Юношей торопились женить, иногда это происходило в 15 лет. До ухода на службу он должен был привыкнуть к семейной жизни и обзавестись первенцем. Девушек держали дома до последнего, очень уж ценили их в домашнем хозяйстве. От того жены часто бывали старше своих мужей. И не только. «Женщины большей частью и сильнее, и умнее, и развитие, и красивее казаков», – писал в своей повести «Казаки» Лев Толстой и констатировал, что «в отношениях к мужчинам женщины, и особенно девки, пользуются совершенною свободой».

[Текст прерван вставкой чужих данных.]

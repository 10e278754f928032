//! Status query - derives the device connectivity verdict
//!
//! The verdict is recomputed on every call from the clock and the last fetch
//! instant. There is no stored online/offline state and no debounce.

use std::sync::Arc;
use std::time::Duration;

use crate::models::LinkStatus;

use super::clock::Clock;
use super::liveness::LivenessTracker;

/// `diff` reported when the device has never polled
pub const NEVER_SEEN_DIFF_MS: i64 = i64::MAX;

pub struct StatusQuery {
    liveness: Arc<LivenessTracker>,
    clock: Arc<dyn Clock>,
    threshold: Duration,
}

impl StatusQuery {
    pub fn new(liveness: Arc<LivenessTracker>, clock: Arc<dyn Clock>, threshold: Duration) -> Self {
        Self {
            liveness,
            clock,
            threshold,
        }
    }

    pub fn threshold(&self) -> Duration {
        self.threshold
    }

    pub async fn evaluate(&self) -> LinkStatus {
        let Some(last_seen) = self.liveness.last_seen().await else {
            return LinkStatus {
                connected: false,
                diff_ms: NEVER_SEEN_DIFF_MS,
            };
        };

        let elapsed = self.clock.now().saturating_duration_since(last_seen);
        LinkStatus {
            connected: elapsed < self.threshold,
            diff_ms: i64::try_from(elapsed.as_millis()).unwrap_or(NEVER_SEEN_DIFF_MS),
        }
    }
}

Самым, вероятно, выдающимся бытописателем донского казачества был и остается Ф.Д. Крюков, написавший в своем очерке «На Тихом Дону»: «Что же такое казачка? ... Молодые казаки стоят в кругу. Она проходит своей легкой походкой мимо, вбок поглядывая на какого-нибудь молодца, и от этого взгляда закипает у казака кровь... С самого детства казачка привыкает к свободе обращения с мужчиной и к некоторой равноправности. К этому приучает ее и домашняя жизнь, и улица, и до известной степени общественный уклад казачьей жизни. На улице девочке-казачке приходится частенько защищать себя и вступать в рукопашную с мальчуганами-казачатами, которые всегда имеют наклонность, по воинственности характера, «отдуть девок», – пока не доросли до рыцарских воззрений. Такие столкновения происходят почти ежедневно, и, надо правду сказать, не всегда будущие лихие кавалеристы остаются победителями, хотя всегда почти являются вызывающей стороной».

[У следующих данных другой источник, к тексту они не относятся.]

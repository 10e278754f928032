//! Data models for the control broker

use serde::{Deserialize, Serialize};
use serde_json::{Map, Number, Value};

// ============================================================================
// Control State Models
// ============================================================================

/// Authoritative command record fetched by the device.
///
/// `speed` and `steering` are always within [-100, 100]. The flag fields hold
/// whatever number the operator last sent.
#[derive(Debug, Clone, PartialEq, Serialize, Deserialize)]
pub struct ControlState {
    pub speed: i32,
    pub steering: i32,
    pub speed1: Number,
    pub speed2: Number,
    pub off: Number,
    pub auto: Number,
    pub water: Number,
}

impl Default for ControlState {
    fn default() -> Self {
        Self {
            speed: 0,
            steering: 0,
            speed1: Number::from(0),
            speed2: Number::from(0),
            off: Number::from(0),
            auto: Number::from(0),
            water: Number::from(0),
        }
    }
}

/// Inbound partial command as posted by the operator console.
///
/// `None` means the field was absent (or `null`) and must not be touched.
/// An explicit `0` is `Some(0)` and clears the field. Unknown keys are ignored.
#[derive(Debug, Default, Clone, PartialEq, Deserialize)]
#[serde(default)]
pub struct ControlCommand {
    pub speed: Option<f64>,
    pub steering: Option<f64>,
    pub speed1: Option<Number>,
    pub speed2: Option<Number>,
    pub off: Option<Number>,
    pub auto: Option<Number>,
    pub water: Option<Number>,
}

impl ControlCommand {
    /// Decode a command from a JSON object. Only objects are accepted; a
    /// recognised field holding a non-numeric value is an error.
    pub fn from_object(body: Map<String, Value>) -> Result<Self, serde_json::Error> {
        serde_json::from_value(Value::Object(body))
    }
}

/// Normalized partial update applied by the store.
///
/// Axis values are integral but not yet clamped.
#[derive(Debug, Default, Clone, PartialEq)]
pub struct ControlPatch {
    pub speed: Option<i64>,
    pub steering: Option<i64>,
    pub speed1: Option<Number>,
    pub speed2: Option<Number>,
    pub off: Option<Number>,
    pub auto: Option<Number>,
    pub water: Option<Number>,
}

impl ControlPatch {
    /// Names of the fields present in this patch, in wire order
    pub fn supplied_fields(&self) -> Vec<&'static str> {
        let presence = [
            ("speed", self.speed.is_some()),
            ("steering", self.steering.is_some()),
            ("speed1", self.speed1.is_some()),
            ("speed2", self.speed2.is_some()),
            ("off", self.off.is_some()),
            ("auto", self.auto.is_some()),
            ("water", self.water.is_some()),
        ];
        presence
            .into_iter()
            .filter(|(_, present)| *present)
            .map(|(name, _)| name)
            .collect()
    }

    pub fn is_empty(&self) -> bool {
        self.supplied_fields().is_empty()
    }
}

// ============================================================================
// Link Status Models
// ============================================================================

/// Connectivity verdict returned by `GET /api/status`
#[derive(Debug, Clone, Copy, PartialEq, Eq, Serialize, Deserialize)]
pub struct LinkStatus {
    pub connected: bool,
    /// Milliseconds since the device last fetched its state
    #[serde(rename = "diff")]
    pub diff_ms: i64,
}

#[cfg(test)]
mod tests {
    use super::*;
    use serde_json::json;

    fn object(value: Value) -> Map<String, Value> {
        match value {
            Value::Object(map) => map,
            other => panic!("expected object, got {}", other),
        }
    }

    #[test]
    fn test_default_state_serializes_all_fields_as_zero() {
        let value = serde_json::to_value(ControlState::default()).unwrap();
        assert_eq!(
            value,
            json!({
                "speed": 0, "steering": 0, "speed1": 0, "speed2": 0,
                "off": 0, "auto": 0, "water": 0
            })
        );
    }

    #[test]
    fn test_command_presence() {
        let cmd = ControlCommand::from_object(object(json!({"off": 0, "speed": 12}))).unwrap();
        assert_eq!(cmd.off, Some(Number::from(0)));
        assert_eq!(cmd.speed, Some(12.0));
        assert_eq!(cmd.steering, None);
        assert_eq!(cmd.water, None);
    }

    #[test]
    fn test_command_null_is_absent() {
        let cmd = ControlCommand::from_object(object(json!({"water": null}))).unwrap();
        assert_eq!(cmd.water, None);
    }

    #[test]
    fn test_command_ignores_unknown_fields() {
        let cmd =
            ControlCommand::from_object(object(json!({"horn": 1, "auto": 1}))).unwrap();
        assert_eq!(cmd.auto, Some(Number::from(1)));
        assert_eq!(
            cmd,
            ControlCommand {
                auto: Some(Number::from(1)),
                ..Default::default()
            }
        );
    }

    #[test]
    fn test_command_rejects_non_numeric_values() {
        assert!(ControlCommand::from_object(object(json!({"speed": "fast"}))).is_err());
        assert!(ControlCommand::from_object(object(json!({"off": true}))).is_err());
        assert!(ControlCommand::from_object(object(json!({"water": [1]}))).is_err());
    }

    #[test]
    fn test_flag_numbers_kept_verbatim() {
        let cmd = ControlCommand::from_object(object(json!({"speed2": 2.5, "auto": -3}))).unwrap();
        assert_eq!(cmd.speed2.unwrap().as_f64(), Some(2.5));
        assert_eq!(cmd.auto.unwrap().as_i64(), Some(-3));
    }

    #[test]
    fn test_supplied_fields() {
        let patch = ControlPatch {
            steering: Some(5),
            water: Some(Number::from(1)),
            ..Default::default()
        };
        assert_eq!(patch.supplied_fields(), vec!["steering", "water"]);
        assert!(!patch.is_empty());
        assert!(ControlPatch::default().is_empty());
    }

    #[test]
    fn test_link_status_wire_shape() {
        let status = LinkStatus {
            connected: true,
            diff_ms: 1000,
        };
        assert_eq!(
            serde_json::to_value(status).unwrap(),
            json!({"connected": true, "diff": 1000})
        );
    }
}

Типы домов, способы хозяйствования, кухня, одежда – все это очень отличалось не только в различных казачьих войсках, но и в различных станицах. Думать о том, что ношение военной формы в домашней обстановке есть национальная черта казаков, и делали они это из какой-то особенной любви к форменной одежде, ошибочно. Если у казака заводились деньги, то он охотно одевался по современной моде.

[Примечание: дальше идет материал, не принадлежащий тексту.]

//! Error handling module

use axum::{
    extract::rejection::JsonRejection,
    http::StatusCode,
    response::{IntoResponse, Response},
    Json,
};
use thiserror::Error;

#[derive(Error, Debug)]
pub enum AppError {
    #[error("Not found: {0}")]
    NotFound(String),

    #[error("Bad request: {0}")]
    BadRequest(String),

    #[error("Unsupported media type: {0}")]
    UnsupportedMediaType(String),
}

impl From<JsonRejection> for AppError {
    fn from(rejection: JsonRejection) -> Self {
        match rejection {
            JsonRejection::MissingJsonContentType(e) => {
                AppError::UnsupportedMediaType(e.body_text())
            }
            JsonRejection::JsonDataError(e) => AppError::BadRequest(e.body_text()),
            JsonRejection::JsonSyntaxError(e) => AppError::BadRequest(e.body_text()),
            JsonRejection::BytesRejection(e) => AppError::BadRequest(e.body_text()),
            other => AppError::BadRequest(other.body_text()),
        }
    }
}

impl IntoResponse for AppError {
    fn into_response(self) -> Response {
        let (status, message) = match &self {
            AppError::NotFound(msg) => (StatusCode::NOT_FOUND, msg.clone()),
            AppError::BadRequest(msg) => (StatusCode::BAD_REQUEST, msg.clone()),
            AppError::UnsupportedMediaType(msg) => {
                (StatusCode::UNSUPPORTED_MEDIA_TYPE, msg.clone())
            }
        };

        tracing::debug!("Rejected request ({}): {}", status.as_u16(), message);

        let body = Json(serde_json::json!({
            "error": message,
            "status": status.as_u16()
        }));

        (status, body).into_response()
    }
}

Но что очень роднило всех казаков от Тихого Дона до Тихого океана, так это песенный фольклор и традиции музыкальной культуры. Искусство не только впитывало в себя мир казачьей станицы, но и формировало его. Под слова и звуки песен казаки рождались, жили и умирали. Это еще в первой трети ХIХ в. заметил великий поэт М.Ю. Лермонтов, написавший знаменитую «Казачью колыбельную». Мир казачьей станицы, к счастью, сохранился в народном творчестве, дошел до наших дней и поэтому надежды на возрождение казачества не беспочвенны.
Автор текста: Безотосный В.М.
Использованная литература: Новиков В.Т. Мир казачьей станицы // Казачество великое, бесстрашное. СПб., 2008.